TASK OBJECTIVE = Each line below that contains "being" counts once; report the total and nothing more.

*** Opening GIVEN DATA ***

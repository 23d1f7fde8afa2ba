//! Error types for the tunnel filter

use crate::engine::ServiceState;
use thiserror::Error;

/// Tunnel filter error type
#[derive(Error, Debug, Clone, PartialEq, Eq)]
pub enum FilterError {
    /// The filtering engine refused to open a session. Fatal to bring-up.
    #[error("engine session open failed: {0}")]
    SessionOpen(String),

    /// Operation referenced a session the engine does not know about
    #[error("invalid engine session")]
    InvalidSession,

    /// Registration attempted while the engine is not running
    #[error("engine unavailable (state {0:?})")]
    EngineUnavailable(ServiceState),

    /// A registration object with the same key already exists
    #[error("{kind} already registered")]
    AlreadyRegistered {
        /// Object kind (provider, sublayer, callout)
        kind: &'static str,
    },

    /// Removal of an object that is not registered
    #[error("{kind} not registered")]
    NotRegistered {
        /// Object kind (provider, sublayer, callout)
        kind: &'static str,
    },

    /// Registration ordering violated: a dependency is missing
    #[error("{kind} registration requires {missing}")]
    DependencyMissing {
        /// Object being registered
        kind: &'static str,
        /// Dependency that does not exist yet
        missing: &'static str,
    },

    /// Removal ordering violated: dependents still reference the object
    #[error("{kind} still referenced by dependent objects")]
    InUse {
        /// Object being removed
        kind: &'static str,
    },

    /// A session already carries an active state subscription
    #[error("session already has an active state subscription")]
    SubscriptionExists,

    /// Tunnel context table is at capacity
    #[error("tunnel context table full")]
    ContextTableFull,

    /// Transient engine-side failure (e.g. resource exhaustion inside the
    /// engine); retried on the next provisioning cycle
    #[error("engine internal failure")]
    EngineFailure,
}

/// Result type for the tunnel filter
pub type Result<T> = std::result::Result<T, FilterError>;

*** Closing GIVEN DATA ***

RESPONSE TO THE EXERCISE = 2